RV house batteries, sized to your nights

Most dead-battery nights aren't battery failures. They're sizing failures. People buy a bank off the number on the sticker, plan around the wrong half of it, and run out at 2am with the furnace fan still cycling. This is the comprehensive version: what your house batteries actually do off-grid, how to size the bank to the nights you actually camp, and a calculator that does the math on your setup.

Key takeaways

  • Usable, not nameplate. Half of an AGM bank is off-limits before you damage it. Plan from the smaller number, always.
  • The bank is the bottleneck. Solar refills it, but the usable capacity is the thing that carries you through the night.
  • Chemistry drives everything. Lithium versus AGM changes your usable depth, your weight, your charge speed, and your lifetime cost.
  • Cold is two separate problems. Capacity drops as it gets cold, and lithium can't charge below freezing without a heater.
  • Size for the cloudy stretch. One day of usable margin is the floor. Two is comfort.

The four numbers that size a battery bank

Your bank is the tank. Solar, the alternator, and a generator are just hoses that fill it, and the whole game of boondocking power is keeping that tank from hitting empty before the next good charging window. Four numbers decide how big the tank needs to be, and they only work in this order.

01 Daily draw
amp-hours / day
What you pull from the bank in a day.
02 Usable depth
% of nameplate
How much of the rating you can actually use.
03 Days of autonomy
nights of buffer
How long you go without a full recharge.
04 Chemistry
lithium / AGM
What sets the depth, weight, and cost.

Usable capacity is the number that matters

Here's the part the spec sticker skips. A 100Ah battery is not 100 amp-hours of energy you get to use. Two numbers stand between the label and the power you can actually pull: how deep you can safely discharge it, and the losses on the way out.

Depth of discharge is the big one, and chemistry sets it. AGM and flooded lead-acid should only be drawn down about 50% before damage starts, so a 100Ah AGM is really about 50Ah usable, good for roughly 300 to 600 cycles. LiFePO4 gives you 80 to 100% usable and 3,000 to 6,000 cycles, per the chemistry comparisons at MANLY Battery and Battery Tender. That single fact, usable versus nameplate, is behind most "my battery died way too fast" stories.

ChemistryUsable depthCycle life
LiFePO4 (lithium)80 to 100%3,000 to 6,000
AGM~50%300 to 600
Flooded lead-acid~50%300 to 500

Then the smaller cut: inverters, wiring, and charge-discharge inefficiency skim roughly 10% off the top in a typical 12V system, and cold weather skims more. So when you size, you start from usable capacity and work backward to the nameplate you actually have to buy.
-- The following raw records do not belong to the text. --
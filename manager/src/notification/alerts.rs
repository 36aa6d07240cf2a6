//! System-level alert queue and worker.
//!
//! Shows one alert at a time to the presentation layer. Alerts sharing
//! a tag replace the visible alert instead of stacking; every alert
//! self-dismisses after the configured duration and dismisses
//! immediately on user interaction.

use std::sync::LazyLock;
use std::time::Duration;

use tokio::sync::{RwLock, mpsc};
use tokio::time::timeout;

use crate::app::SharedState;
use crate::events;

const QUEUE_CAPACITY: usize = 64;

/// Tag shared by message alerts so repeated arrivals coalesce into one
/// platform notification slot.
pub const MESSAGE_TAG: &str = "message-notification";

/// A request to surface a system-level alert.
#[derive(Debug, Clone)]
pub struct SystemAlert {
    pub title: String,
    pub body: String,
    pub tag: String,
}

enum AlertCmd {
    Show(SystemAlert),
    Dismiss,
}

static ALERT_TX: LazyLock<RwLock<Option<mpsc::Sender<AlertCmd>>>> =
    LazyLock::new(|| RwLock::new(None));

/// Start the alert worker.
pub async fn start_worker(state: SharedState) {
    let (tx, rx) = mpsc::channel::<AlertCmd>(QUEUE_CAPACITY);
    {
        let mut slot = ALERT_TX.write().await;
        *slot = Some(tx);
    }

    tokio::spawn(worker_loop(state, rx));
    tracing::info!("Alert worker started");
}

/// Enqueue an alert for display.
pub async fn enqueue(alert: SystemAlert) -> Result<(), String> {
    let tx_guard = ALERT_TX.read().await;
    let tx = tx_guard
        .as_ref()
        .ok_or_else(|| "Alert worker not initialized".to_string())?;

    tx.try_send(AlertCmd::Show(alert))
        .map_err(|e| format!("Alert queue full or closed: {e}"))?;

    Ok(())
}

/// Dismiss the visible alert (user interaction).
pub async fn dismiss() {
    let tx_guard = ALERT_TX.read().await;
    if let Some(tx) = tx_guard.as_ref() {
        let _ = tx.try_send(AlertCmd::Dismiss);
    }
}

/// Close the queue sender to stop the worker loop.
pub async fn close() {
    let mut slot = ALERT_TX.write().await;
    *slot = None;
}

/// Worker loop. A newer alert with the same tag replaces the visible
/// one and restarts its timer; a dismiss or the timeout hides it.
async fn worker_loop(state: SharedState, mut rx: mpsc::Receiver<AlertCmd>) {
    while let Some(cmd) = rx.recv().await {
        let AlertCmd::Show(alert) = cmd else {
            // Dismiss with nothing visible
            continue;
        };

        let duration = Duration::from_secs(state.config().await.alert_duration_secs.max(1));
        show_alert(&state, &alert);

        loop {
            match timeout(duration, rx.recv()).await {
                Ok(Some(AlertCmd::Show(newer))) => {
                    // Same tag: replace in place. The envelope carries
                    // the tag either way, so presentation swaps slots.
                    show_alert(&state, &newer);
                }
                Ok(Some(AlertCmd::Dismiss)) => break,
                _ => break, // Timeout or channel closed
            }
        }

        hide_alert(&state);
    }

    tracing::info!("Alert worker stopped");
}

fn show_alert(state: &SharedState, alert: &SystemAlert) {
    let payload = events::AlertPayload {
        title: alert.title.clone(),
        body: alert.body.clone(),
        tag: alert.tag.clone(),
    };
    let _ = state
        .ws_sender()
        .send(events::envelope(events::SYSTEM_ALERT, payload));
}

fn hide_alert(state: &SharedState) {
    let _ = state
        .ws_sender()
        .send(events::envelope(events::SYSTEM_ALERT_HIDE, serde_json::Value::Null));
}
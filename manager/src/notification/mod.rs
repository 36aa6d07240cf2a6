//! Operator notification system.
//!
//! The center owns the in-memory list; the alert worker surfaces
//! system-level alerts when permission allows.

pub mod alerts;
pub mod center;
pub mod types;

use push_client::PermissionState;

use crate::app::SharedState;

pub use center::NotificationCenter;
pub use types::{NewNotification, Notification};

/// Initialize the notification system.
pub async fn initialize(state: &SharedState) {
    if !state.config().await.notifications_enabled {
        tracing::info!("Notification system disabled");
        return;
    }

    alerts::start_worker(state.clone()).await;
    tracing::info!("Notification system initialized");
}

/// Record a notification and, when permission is granted, request a
/// system-level alert for it.
pub async fn publish(state: &SharedState, new: NewNotification) -> Notification {
    let entry = state.notifications().add(new).await;

    if state.push().permission().await == PermissionState::Granted {
        let alert = alerts::SystemAlert {
            title: entry.title.clone(),
            body: entry.body.clone(),
            tag: alerts::MESSAGE_TAG.to_string(),
        };
        if let Err(e) = alerts::enqueue(alert).await {
            tracing::debug!(error = %e, "System alert not shown");
        }
    }

    entry
}
use futures_util::{SinkExt, StreamExt};
use serde::{Deserialize, Serialize};
use tokio::sync::mpsc;
use tokio_tungstenite::connect_async;

use super::*;

#[derive(Debug, Serialize)]
struct SubscribeRequest<'a> {
    #[serde(rename = "type")]
    frame_type: &'static str,
    collection: &'a str,
    order_by: &'static str,
    direction: &'static str,
}

#[derive(Debug, Deserialize)]
#[serde(tag = "type", rename_all = "snake_case")]
pub(super) enum GatewayFrame {
    Subscribed {
        #[allow(dead_code)]
        subscription_id: Option<String>,
    },
    Snapshot {
        documents: Vec<MessageDoc>,
        #[serde(default)]
        changes: Vec<DocChange>,
    },
    Keepalive,
    Error {
        message: String,
    },
}

impl FeedClient {
    pub(super) async fn connect_once(
        config: &FeedConfig,
        event_tx: &mpsc::Sender<FeedEvent>,
        shutdown_rx: &mut mpsc::Receiver<()>,
    ) -> Result<(), FeedError> {
        use tokio_tungstenite::tungstenite::Message as Msg;

        tracing::info!(url = %config.url, collection = %config.collection, "Connecting to document feed");
        let (mut ws, _) = connect_async(&config.url).await?;

        let req = SubscribeRequest {
            frame_type: "subscribe",
            collection: &config.collection,
            order_by: "timestamp",
            direction: "desc",
        };
        ws.send(Msg::Text(serde_json::to_string(&req)?.into()))
            .await?;
        Self::wait_for_subscribed(&mut ws).await?;

        // Each (re)subscription starts a fresh snapshot sequence.
        let _ = event_tx.send(FeedEvent::Subscribed).await;

        let timeout = KEEPALIVE_TIMEOUT * 2;
        loop {
            tokio::select! {
                _ = shutdown_rx.recv() => {
                    tracing::info!("Feed shutdown during listen");
                    let _ = ws.close(None).await;
                    return Ok(());
                }
                result = tokio::time::timeout(timeout, ws.next()) => {
                    match result {
                        Ok(Some(Ok(Msg::Text(text)))) => {
                            Self::handle_frame(&text, event_tx).await?;
                        }
                        Ok(Some(Ok(Msg::Ping(data)))) => {
                            let _ = ws.send(Msg::Pong(data)).await;
                        }
                        Ok(Some(Ok(Msg::Close(_)))) | Ok(None) => {
                            tracing::warn!("Feed WebSocket closed by server");
                            return Err(FeedError::Feed("Server closed".into()));
                        }
                        Ok(Some(Err(e))) => return Err(FeedError::WebSocket(e)),
                        Ok(Some(Ok(_))) => {}
                        Err(_) => {
                            tracing::warn!("Feed keepalive timeout");
                            return Err(FeedError::Timeout);
                        }
                    }
                }
            }
        }
    }

    async fn wait_for_subscribed(
        ws: &mut tokio_tungstenite::WebSocketStream<
            tokio_tungstenite::MaybeTlsStream<tokio::net::TcpStream>,
        >,
    ) -> Result<(), FeedError> {
        use tokio_tungstenite::tungstenite::Message as Msg;
        loop {
            match tokio::time::timeout(KEEPALIVE_TIMEOUT, ws.next()).await {
                Ok(Some(Ok(Msg::Text(text)))) => match serde_json::from_str(&text)? {
                    GatewayFrame::Subscribed { .. } => {
                        tracing::info!("Feed subscription confirmed");
                        return Ok(());
                    }
                    GatewayFrame::Error { message } => return Err(FeedError::Feed(message)),
                    _ => continue,
                },
                Ok(Some(Ok(_))) => continue,
                Ok(Some(Err(e))) => return Err(FeedError::WebSocket(e)),
                Ok(None) => return Err(FeedError::Feed("Connection closed".into())),
                Err(_) => return Err(FeedError::Timeout),
            }
        }
    }

    async fn handle_frame(
        text: &str,
        event_tx: &mpsc::Sender<FeedEvent>,
    ) -> Result<(), FeedError> {
        match serde_json::from_str::<GatewayFrame>(text)? {
            GatewayFrame::Snapshot { documents, changes } => {
                tracing::debug!(
                    documents = documents.len(),
                    changes = changes.len(),
                    "Feed snapshot received"
                );
                let _ = event_tx
                    .send(FeedEvent::Snapshot(FeedUpdate { documents, changes }))
                    .await;
                Ok(())
            }
            GatewayFrame::Keepalive => {
                tracing::trace!("Feed keepalive received");
                Ok(())
            }
            GatewayFrame::Error { message } => {
                tracing::warn!(message = %message, "Feed reported an error");
                Err(FeedError::Feed(message))
            }
            GatewayFrame::Subscribed { .. } => Ok(()),
        }
    }
}
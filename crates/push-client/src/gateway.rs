//! Push gateway HTTP client.
//!
//! Device-scoped: the gateway tracks permission decisions per device id,
//! so repeated permission requests after a decision never re-prompt.

mod foreground;
#[cfg(test)]
mod tests;

use async_trait::async_trait;
use serde::Deserialize;
use serde_json::json;
use url::Url;

use crate::{
    AppCredentials, ForegroundStream, PermissionState, PushError, PushTransport,
};

#[derive(Debug, Deserialize)]
struct PermissionResponse {
    permission: PermissionState,
}

#[derive(Debug, Deserialize)]
struct RegistrationResponse {
    token: String,
}

/// Production [`PushTransport`] implementation over the push gateway.
pub struct PushGateway {
    http: reqwest::Client,
    base: Url,
    device_id: String,
}

impl PushGateway {
    pub fn new(gateway_url: &str, device_id: impl Into<String>) -> Result<Self, PushError> {
        Ok(Self {
            http: reqwest::Client::new(),
            base: Url::parse(gateway_url)?,
            device_id: device_id.into(),
        })
    }

    fn endpoint(&self, path: &str) -> Result<Url, PushError> {
        Ok(self.base.join(path)?)
    }

    async fn parse_permission(resp: reqwest::Response) -> Result<PermissionState, PushError> {
        let resp = Self::check(resp).await?;
        let parsed: PermissionResponse = resp.json().await?;
        Ok(parsed.permission)
    }

    /// Map gateway status codes; 501 means the gateway has no push
    /// support for this device class.
    async fn check(resp: reqwest::Response) -> Result<reqwest::Response, PushError> {
        let status = resp.status();
        if status.is_success() {
            return Ok(resp);
        }
        if status.as_u16() == 501 {
            return Err(PushError::Unsupported);
        }
        let message = resp.text().await.unwrap_or_default();
        Err(PushError::ApiError {
            status: status.as_u16(),
            message,
        })
    }
}

#[async_trait]
impl PushTransport for PushGateway {
    async fn permission(&self) -> Result<PermissionState, PushError> {
        let url = self.endpoint(&format!("v1/devices/{}/permission", self.device_id))?;
        let resp = self.http.get(url).send().await?;
        Self::parse_permission(resp).await
    }

    async fn request_permission(&self) -> Result<PermissionState, PushError> {
        let url = self.endpoint(&format!(
            "v1/devices/{}/permission/request",
            self.device_id
        ))?;
        let resp = self.http.post(url).send().await?;
        Self::parse_permission(resp).await
    }

    async fn fetch_token(&self, credentials: &AppCredentials) -> Result<String, PushError> {
        let url = self.endpoint("v1/registrations")?;
        let resp = self
            .http
            .post(url)
            .json(&json!({
                "device_id": self.device_id,
                "sender_id": credentials.sender_id,
                "app_id": credentials.app_id,
                "vapid_key": credentials.vapid_key,
            }))
            .header("X-Api-Key", &credentials.api_key)
            .send()
            .await?;

        let status = resp.status();
        if status.as_u16() == 501 {
            return Err(PushError::Unsupported);
        }
        if !status.is_success() {
            let body = resp.text().await.unwrap_or_default();
            return Err(PushError::TokenFetch(format!("{status}: {body}")));
        }
        let parsed: RegistrationResponse = resp.json().await?;
        tracing::info!("Push registration token obtained");
        Ok(parsed.token)
    }

    async fn subscribe_topic(&self, token: &str, topic: &str) -> Result<(), PushError> {
        let url = self.endpoint(&format!("v1/topics/{topic}/subscriptions"))?;
        let resp = self.http.post(url).json(&json!({ "token": token })).send().await?;

        // 409 means the association already holds.
        if resp.status().as_u16() == 409 {
            tracing::debug!(topic, "Topic subscription already exists");
            return Ok(());
        }
        Self::check(resp).await?;
        tracing::info!(topic, "Subscribed token to topic");
        Ok(())
    }

    async fn foreground_stream(&self, token: &str) -> Result<ForegroundStream, PushError> {
        foreground::open(&self.base, token).await
    }
}
pub mod api;
pub mod router;
pub mod websocket;

use crate::app::SharedState;
use anyhow::Result;

/// Start the axum HTTP + WebSocket server.
pub async fn start_server(state: SharedState) -> Result<()> {
    let port = state.server_port();
    let shutdown_token = state.shutdown_token().clone();
    let app = router::create_router(state);

    let addr = format!("0.0.0.0:{}", port);
    let listener = tokio::net::TcpListener::bind(&addr).await?;
    tracing::info!("Dashboard server listening on http://{}", addr);

    axum::serve(listener, app.into_make_service())
        .with_graceful_shutdown(async move {
            shutdown_token.cancelled().await;
        })
        .await?;

    Ok(())
}
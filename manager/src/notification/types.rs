//! Notification type definitions.

use chrono::{DateTime, Utc};
use serde::{Deserialize, Serialize};

/// One alert surfaced to the operator.
///
/// Never persisted; the list lives only for the current session.
#[derive(Debug, Clone, Serialize, Deserialize)]
pub struct Notification {
    pub id: String,
    pub title: String,
    pub body: String,
    /// Creation instant. Display only ("time ago"); list order is
    /// insertion order, not timestamp order.
    pub timestamp: DateTime<Utc>,
    pub read: bool,
    #[serde(rename = "type")]
    pub kind: NotificationKind,
}

/// Source category of a notification.
#[derive(Debug, Clone, Copy, PartialEq, Eq, Serialize, Deserialize)]
#[serde(rename_all = "lowercase")]
pub enum NotificationKind {
    Message,
    System,
}

/// The caller-supplied part of a notification; id and timestamp are
/// assigned at creation time.
#[derive(Debug, Clone, Serialize, Deserialize)]
pub struct NewNotification {
    pub title: String,
    pub body: String,
    #[serde(default)]
    pub read: bool,
    #[serde(rename = "type")]
    pub kind: NotificationKind,
}

impl Notification {
    /// Materialize a notification from its caller-supplied fields.
    pub fn create(new: NewNotification) -> Self {
        Self {
            id: nanoid::nanoid!(),
            title: new.title,
            body: new.body,
            timestamp: Utc::now(),
            read: new.read,
            kind: new.kind,
        }
    }
}

impl NewNotification {
    /// A message notification with `read: false`.
    pub fn message(title: impl Into<String>, body: impl Into<String>) -> Self {
        Self {
            title: title.into(),
            body: body.into(),
            read: false,
            kind: NotificationKind::Message,
        }
    }
}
How big does your bank need to be?

Size the bank to carry your daily draw times the number of cloudy days you want to survive without the sun refilling it. One day of margin is the floor. Two is comfort. The math is simple: usable amp-hours needed equals your daily draw times your days of autonomy, then convert to the nameplate you have to buy by dividing by your usable depth and a small efficiency factor.

Run realistic first-timer numbers. Say you pull 100 amp-hours on a normal day and you want a two-day cushion. That's 200 usable amp-hours to keep on hand. In LiFePO4 at 80% usable, that's about a 300Ah nameplate bank. In AGM at 50% usable, the same 200 usable amp-hours needs roughly 450Ah of nameplate, and AGM weighs about twice as much per amp-hour, so you've added a few hundred pounds to carry the same usable power. That comparison is the whole argument for lithium. The calculator below does this against your real rig, loads, and climate, and hands the number straight to the chemistry decision.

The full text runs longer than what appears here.